Cómo recuerda a cada uno
RAÚL BARON BIZA: “En la década de 1930, papá se batía a duelo. Fue uno de los pocos radicales que estuvo en conspiraciones. Actuó en la revolución denominada “La Montonera de Paso de los Libres”. Estuvo cerca de Jauretche. Participó de la oposición violenta. Era un hombre cambiante. Fue play boy en la época en la que frecuentaba los boliches. Estaba dispuesto a meterse en un entrevero. De todo eso, sacó una violencia por la que siempre sentí horror”.

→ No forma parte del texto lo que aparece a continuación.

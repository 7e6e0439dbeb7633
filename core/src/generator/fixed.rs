use std::collections::BTreeSet;

use super::*;

/// Replays a known mine layout, e.g. to reproduce a board or to script one in tests.
#[derive(Clone, Debug, PartialEq)]
pub struct FixedMinePlacer {
    mines: Vec<Coord2>,
}

impl FixedMinePlacer {
    pub fn new(mines: impl Into<Vec<Coord2>>) -> Self {
        Self {
            mines: mines.into(),
        }
    }
}

impl MinePlacer for FixedMinePlacer {
    fn place(&mut self, config: &GameConfig) -> Result<Vec<Coord2>> {
        config.validate_mine_count()?;

        if self.mines.len() != usize::from(config.mines) {
            return Err(ConfigError::Placement("mine list length differs from mine count").into());
        }

        let (rows, cols) = config.size;
        if self.mines.iter().any(|&(row, col)| row >= rows || col >= cols) {
            return Err(ConfigError::Placement("mine outside of the board").into());
        }

        let unique: BTreeSet<_> = self.mines.iter().collect();
        if unique.len() != self.mines.len() {
            return Err(ConfigError::Placement("duplicated mine").into());
        }

        Ok(self.mines.clone())
    }
}

#[cfg(test)]
mod tests {
    use super::*;

    #[test]
    fn replays_layout() {
        let config = GameConfig::new(3, 3, 2).unwrap();

        let mines = FixedMinePlacer::new([(0, 0), (2, 2)]).place(&config).unwrap();

        assert_eq!(mines, vec![(0, 0), (2, 2)]);
    }

    #[test]
    fn rejects_duplicates_and_out_of_bounds() {
        let config = GameConfig::new(3, 3, 2).unwrap();

        assert!(FixedMinePlacer::new([(1, 1), (1, 1)]).place(&config).is_err());
        assert!(FixedMinePlacer::new([(1, 1), (3, 0)]).place(&config).is_err());
        assert!(FixedMinePlacer::new([(1, 1)]).place(&config).is_err());
    }
}
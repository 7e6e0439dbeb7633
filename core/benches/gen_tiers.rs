use std::hint::black_box;

use criterion::{Criterion, criterion_group, criterion_main};
use sweeper_core::{Board, GameConfig, RandomMinePlacer, RevealedMask, reveal};

const TIERS: [(&str, u32, u32, u32); 3] = [
    ("9x9_10", 9, 9, 10),
    ("16x16_40", 16, 16, 40),
    ("dense_64x64_4000", 64, 64, 4000),
];

fn bench_generation(c: &mut Criterion) {
    let mut group = c.benchmark_group("generate");
    for (name, rows, cols, mines) in TIERS {
        let config = GameConfig::new(rows, cols, mines).unwrap();
        let mut seed = 0u64;
        group.bench_function(name, |b| {
            b.iter(|| {
                seed = seed.wrapping_add(1);
                black_box(Board::build(config, RandomMinePlacer::seeded(seed)).unwrap())
            })
        });
    }
    group.finish();
}

fn bench_flood_reveal(c: &mut Criterion) {
    let board = Board::from_mine_coords((64, 64), &[(63, 63)]).unwrap();
    c.bench_function("reveal/flood_64x64", |b| {
        b.iter(|| {
            let mut mask = RevealedMask::new(board.size());
            black_box(reveal(&board, &mut mask, (0, 0)).unwrap())
        })
    });
}

criterion_group!(benches, bench_generation, bench_flood_reveal);
criterion_main!(benches);
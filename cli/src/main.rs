use std::io;

use clap::Parser;
use rand::SeedableRng;
use rand::rngs::SmallRng;
use tracing_log::AsTrace;

use crate::prompt::Prompt;
use crate::render::TerminalRenderer;
use crate::session::{GameOptions, play_game};

mod prompt;
mod render;
mod session;

const WELCOME: &str = "Welcome to Minesweeper!\n\
    Please input the number of rows, number of columns, and the number of mines to get started.";

#[derive(Parser, Debug)]
#[command(version, about = "Minesweeper in the terminal", long_about = None)]
struct Args {
    /// What log level to use
    #[command(flatten)]
    verbose: clap_verbosity_flag::Verbosity,

    /// Number of rows, asked for when missing
    #[arg(short, long)]
    rows: Option<u32>,

    /// Number of columns, asked for when missing
    #[arg(short, long)]
    cols: Option<u32>,

    /// Number of mines, asked for when missing
    #[arg(short, long)]
    mines: Option<u32>,

    /// Force a seed instead of random
    #[arg(short, long)]
    seed: Option<u64>,

    /// Print the whole board before the first move
    #[arg(long)]
    peek: bool,

    /// Disable colored cells
    #[arg(long)]
    no_color: bool,
}

impl Args {
    fn game_options(&self) -> GameOptions {
        GameOptions {
            rows: self.rows,
            cols: self.cols,
            mines: self.mines,
            peek: self.peek,
        }
    }
}

fn main() -> anyhow::Result<()> {
    let args = Args::parse();

    tracing_subscriber::fmt()
        .with_writer(io::stderr)
        .with_max_level(args.verbose.log_level_filter().as_trace())
        .init();
    log::debug!("args: {:?}", args);

    let mut rng = match args.seed {
        Some(seed) => SmallRng::seed_from_u64(seed),
        None => SmallRng::from_os_rng(),
    };

    let mut prompt = Prompt::new(io::stdin().lock(), io::stdout());
    let mut renderer = TerminalRenderer::new(io::stdout(), !args.no_color);
    let options = args.game_options();

    prompt.say(WELCOME)?;
    loop {
        match play_game(&options, &mut rng, &mut prompt, &mut renderer)? {
            Some(outcome) => log::info!("Game finished: {:?}", outcome),
            None => break,
        }

        if !prompt.ask_yes_no("Do you want to play again (Y)es/(N)o?")? {
            break;
        }
    }

    log::debug!("Exiting");
    Ok(())
}
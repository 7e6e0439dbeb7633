use serde::{Deserialize, Serialize};

/// Content of a board cell, fixed once the board is built.
#[derive(Copy, Clone, Debug, PartialEq, Eq, Serialize, Deserialize)]
pub enum Cell {
    Mine,
    /// Number of mines among the Moore neighbors.
    Count(u8),
}

impl Cell {
    pub const fn is_mine(self) -> bool {
        matches!(self, Self::Mine)
    }

    pub const fn count(self) -> Option<u8> {
        match self {
            Self::Mine => None,
            Self::Count(count) => Some(count),
        }
    }
}

impl Default for Cell {
    fn default() -> Self {
        Self::Count(0)
    }
}

/// Player-visible reading of a cell, combining the board with the revealed mask.
#[derive(Copy, Clone, Debug, PartialEq, Eq)]
pub enum CellView {
    Hidden,
    /// Revealed cell with no adjacent mines.
    Empty,
    Mine,
    Count(u8),
}

impl CellView {
    pub const fn is_hidden(self) -> bool {
        matches!(self, Self::Hidden)
    }
}
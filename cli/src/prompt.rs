use std::io::{self, BufRead, Write};

use thiserror::Error;

use crate::session::MoveSource;

pub const MOVE_QUESTION: &str = "Please input row and column:";

#[derive(Error, Debug, Clone, PartialEq, Eq)]
pub enum InputError {
    #[error("Please input the row and column as two numbers separated by a space, got {0:?}")]
    Malformed(String),
}

/// Line-based question/answer prompt over any reader and writer.
pub struct Prompt<R, W> {
    input: R,
    output: W,
}

impl<R: BufRead, W: Write> Prompt<R, W> {
    pub fn new(input: R, output: W) -> Self {
        Self { input, output }
    }

    /// Prints `question` and reads one answer line, `None` once input is exhausted.
    pub fn ask(&mut self, question: &str) -> io::Result<Option<String>> {
        writeln!(self.output, "{question}")?;
        self.output.flush()?;

        let mut line = String::new();
        if self.input.read_line(&mut line)? == 0 {
            return Ok(None);
        }
        Ok(Some(line.trim().to_owned()))
    }

    /// Asks until the answer parses as a non-negative number.
    pub fn ask_number(&mut self, question: &str) -> io::Result<Option<u32>> {
        loop {
            let Some(answer) = self.ask(question)? else {
                return Ok(None);
            };
            match answer.parse() {
                Ok(number) => return Ok(Some(number)),
                Err(err) => {
                    log::debug!("rejected answer {:?}: {}", answer, err);
                    writeln!(self.output, "{answer:?} is not a valid number.")?;
                }
            }
        }
    }

    /// `true` only for `y` or `yes`, in any case.
    pub fn ask_yes_no(&mut self, question: &str) -> io::Result<bool> {
        Ok(self
            .ask(question)?
            .is_some_and(|answer| matches!(answer.to_lowercase().as_str(), "y" | "yes")))
    }

    pub fn say(&mut self, text: &str) -> io::Result<()> {
        writeln!(self.output, "{text}")
    }
}

impl<R: BufRead, W: Write> MoveSource for Prompt<R, W> {
    fn next_move(&mut self) -> io::Result<Option<String>> {
        self.ask(MOVE_QUESTION)
    }
}

/// Parses a free-form `row col` answer into raw signed coordinates.
pub fn parse_move(line: &str) -> Result<(i64, i64), InputError> {
    let malformed = || InputError::Malformed(line.to_owned());
    let mut tokens = line.split_whitespace();

    let (Some(row), Some(col), None) = (tokens.next(), tokens.next(), tokens.next()) else {
        return Err(malformed());
    };
    let row = row.parse().map_err(|_| malformed())?;
    let col = col.parse().map_err(|_| malformed())?;
    Ok((row, col))
}

#[cfg(test)]
mod tests {
    use std::io::Cursor;

    use super::*;

    #[test]
    fn parse_move_accepts_any_whitespace() {
        assert_eq!(parse_move("1 2"), Ok((1, 2)));
        assert_eq!(parse_move("  3\t 4  "), Ok((3, 4)));
        assert_eq!(parse_move("-1 20"), Ok((-1, 20)));
    }

    #[test]
    fn parse_move_rejects_malformed_input() {
        for line in ["", "1", "1 2 3", "a b", "1,2"] {
            assert_eq!(parse_move(line), Err(InputError::Malformed(line.to_owned())));
        }
    }

    #[test]
    fn ask_number_reprompts_until_valid() {
        let mut output = Vec::new();
        let mut prompt = Prompt::new(Cursor::new("ten\n-3\n10\n"), &mut output);

        assert_eq!(prompt.ask_number("Number of rows:").unwrap(), Some(10));

        let output = String::from_utf8(output).unwrap();
        assert_eq!(output.matches("Number of rows:").count(), 3);
        assert!(output.contains("\"ten\" is not a valid number."));
    }

    #[test]
    fn ask_yes_no_accepts_short_and_long_forms() {
        let mut prompt = Prompt::new(Cursor::new("Yes\ny\nno\n"), io::sink());

        assert!(prompt.ask_yes_no("again?").unwrap());
        assert!(prompt.ask_yes_no("again?").unwrap());
        assert!(!prompt.ask_yes_no("again?").unwrap());
        assert!(!prompt.ask_yes_no("again?").unwrap());
    }

    #[test]
    fn next_move_returns_none_at_end_of_input() {
        let mut prompt = Prompt::new(Cursor::new("0 1\n"), io::sink());

        assert_eq!(prompt.next_move().unwrap().as_deref(), Some("0 1"));
        assert_eq!(prompt.next_move().unwrap(), None);
    }
}
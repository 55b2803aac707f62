use std::path::{Path, PathBuf};

/// A program plus the arguments that always precede the per-call ones.
#[derive(Debug, Clone, PartialEq, Eq)]
pub struct ToolCommand {
    pub program: String,
    pub args: Vec<String>,
}

impl ToolCommand {
    pub fn new<I, S>(program: impl Into<String>, args: I) -> Self
    where
        I: IntoIterator<Item = S>,
        S: Into<String>,
    {
        ToolCommand {
            program: program.into(),
            args: args.into_iter().map(Into::into).collect(),
        }
    }

    /// Split a command line on whitespace. Quoting is not supported.
    pub fn parse(line: &str) -> Option<Self> {
        let mut words = line.split_whitespace();
        let program = words.next()?;
        Some(ToolCommand::new(program, words))
    }

    pub fn args_with<I, S>(&self, extra: I) -> Vec<String>
    where
        I: IntoIterator<Item = S>,
        S: Into<String>,
    {
        let mut args = self.args.clone();
        args.extend(extra.into_iter().map(Into::into));
        args
    }
}

/// Everything a phase needs to know about the outside world. Values come
/// from `CSYNTH_*` variables, defaulting to the CSynth repository layout.
#[derive(Debug, Clone)]
pub struct HarnessConfig {
    pub examples_root: PathBuf,
    pub build_tool: ToolCommand,
    pub build_profile: String,
    pub target_framework: String,
    pub compiler: ToolCommand,
    pub runtime: ToolCommand,
}

impl HarnessConfig {
    pub fn with_root(root: impl Into<PathBuf>) -> Self {
        let examples_root = root.into();
        let compiler = default_compiler(&examples_root);
        HarnessConfig {
            examples_root,
            build_tool: ToolCommand::new("dotnet", ["build"]),
            build_profile: "Release".to_string(),
            target_framework: "net8.0".to_string(),
            compiler,
            runtime: ToolCommand::new("lune", ["run"]),
        }
    }

    pub fn from_env() -> Self {
        Self::from_lookup(|key| std::env::var(key).ok())
    }

    // Blank values count as unset.
    pub fn from_lookup<F>(lookup: F) -> Self
    where
        F: Fn(&str) -> Option<String>,
    {
        let get = |key: &str| lookup(key).filter(|v| !v.trim().is_empty());

        let root = get("CSYNTH_EXAMPLES_ROOT").unwrap_or_else(|| "examples".to_string());
        let mut cfg = HarnessConfig::with_root(root.trim());

        if let Some(cmd) = get("CSYNTH_BUILD_TOOL").as_deref().and_then(ToolCommand::parse) {
            cfg.build_tool = cmd;
        }
        if let Some(profile) = get("CSYNTH_BUILD_PROFILE") {
            cfg.build_profile = profile.trim().to_string();
        }
        if let Some(tfm) = get("CSYNTH_TARGET_FRAMEWORK") {
            cfg.target_framework = tfm.trim().to_string();
        }
        if let Some(cmd) = get("CSYNTH_COMPILER").as_deref().and_then(ToolCommand::parse) {
            cfg.compiler = cmd;
        }
        if let Some(cmd) = get("CSYNTH_RUNTIME").as_deref().and_then(ToolCommand::parse) {
            cfg.runtime = cmd;
        }
        cfg
    }
}

// The CLI project sits at <repo>/src/CLI while examples live in <repo>/examples.
fn default_compiler(examples_root: &Path) -> ToolCommand {
    let project = examples_root
        .join("..")
        .join("src")
        .join("CLI")
        .join("CSynth.CLI.csproj");
    ToolCommand::new(
        "dotnet",
        [
            "run".to_string(),
            "--project".to_string(),
            project.to_string_lossy().into_owned(),
            "--".to_string(),
        ],
    )
}
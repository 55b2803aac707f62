use std::io::{self, Write};
use std::path::Path;

use crate::compare::{ComparisonOutcome, Verdict};

#[derive(Debug, Clone, Copy, Default, PartialEq, Eq)]
pub struct Summary {
    pub matched: usize,
    pub mismatched: usize,
    pub skipped: usize,
}

impl Summary {
    pub fn record(&mut self, verdict: Verdict) {
        match verdict {
            Verdict::Match => self.matched += 1,
            Verdict::Mismatch => self.mismatched += 1,
            Verdict::Skipped => self.skipped += 1,
        }
    }

    pub fn total(&self) -> usize {
        self.matched + self.mismatched + self.skipped
    }
}

// Messages follow the old examples/run.py wording.
pub struct Reporter<W: Write> {
    out: W,
}

impl<W: Write> Reporter<W> {
    pub fn new(out: W) -> Self {
        Reporter { out }
    }

    pub fn script_written(&mut self, path: &Path) -> io::Result<()> {
        writeln!(self.out, "Output written to {}", path.display())
    }

    pub fn outcome(&mut self, example: &str, outcome: &ComparisonOutcome) -> io::Result<()> {
        match outcome.verdict {
            Verdict::Match => {
                writeln!(self.out, "{example}.lua output matches expected output")
            }
            Verdict::Mismatch => {
                writeln!(self.out, "{example}.lua output does not match expected output")?;
                writeln!(self.out, "Expected:")?;
                writeln!(self.out, "{}", outcome.expected.as_deref().unwrap_or_default())?;
                writeln!(self.out, "Actual:")?;
                writeln!(self.out, "{}", outcome.actual)
            }
            Verdict::Skipped => writeln!(
                self.out,
                "No output.txt file found for {example}, won't compare output"
            ),
        }
    }

    pub fn summary(&mut self, summary: &Summary) -> io::Result<()> {
        writeln!(
            self.out,
            "{} examples: {} matched, {} mismatched, {} skipped",
            summary.total(),
            summary.matched,
            summary.mismatched,
            summary.skipped
        )
    }

    #[cfg(test)]
    pub fn into_inner(self) -> W {
        self.out
    }
}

CLOTILDE SABATTINI: “Aún no he conseguido que alguien autorizado investigue la labor educativa de mi madre. Ella fue presidenta del Consejo Nacional de Educación. Mientras estuvo en ese cargo se sancionó el primer estatuto del docente, mediante el cual, entre otras cosas se consiguió poblar las escuelas del interior, se terminaron los nombramientos a dedo y se iniciaron las escuelas de doble escolaridad. Se prosiguieron muchas líneas que se habían iniciado en épocas del gobierno peronista como las “escuelas hogar”. Pienso que su tarea educativa merece un reconocimiento mayor. Si bien muchas de las cosas que instauró venían de diversas líneas ideológicas, ella los concretó. Considero que sería provechoso volver a analizar lo que se hizo y ver si se puede retornar a eso, en vez de tener a los docentes en este estado”.
“El hijo del horror”, entrevista de Sergio Pjaseczny, 4 de julio de 1999 (sin datos de publicación).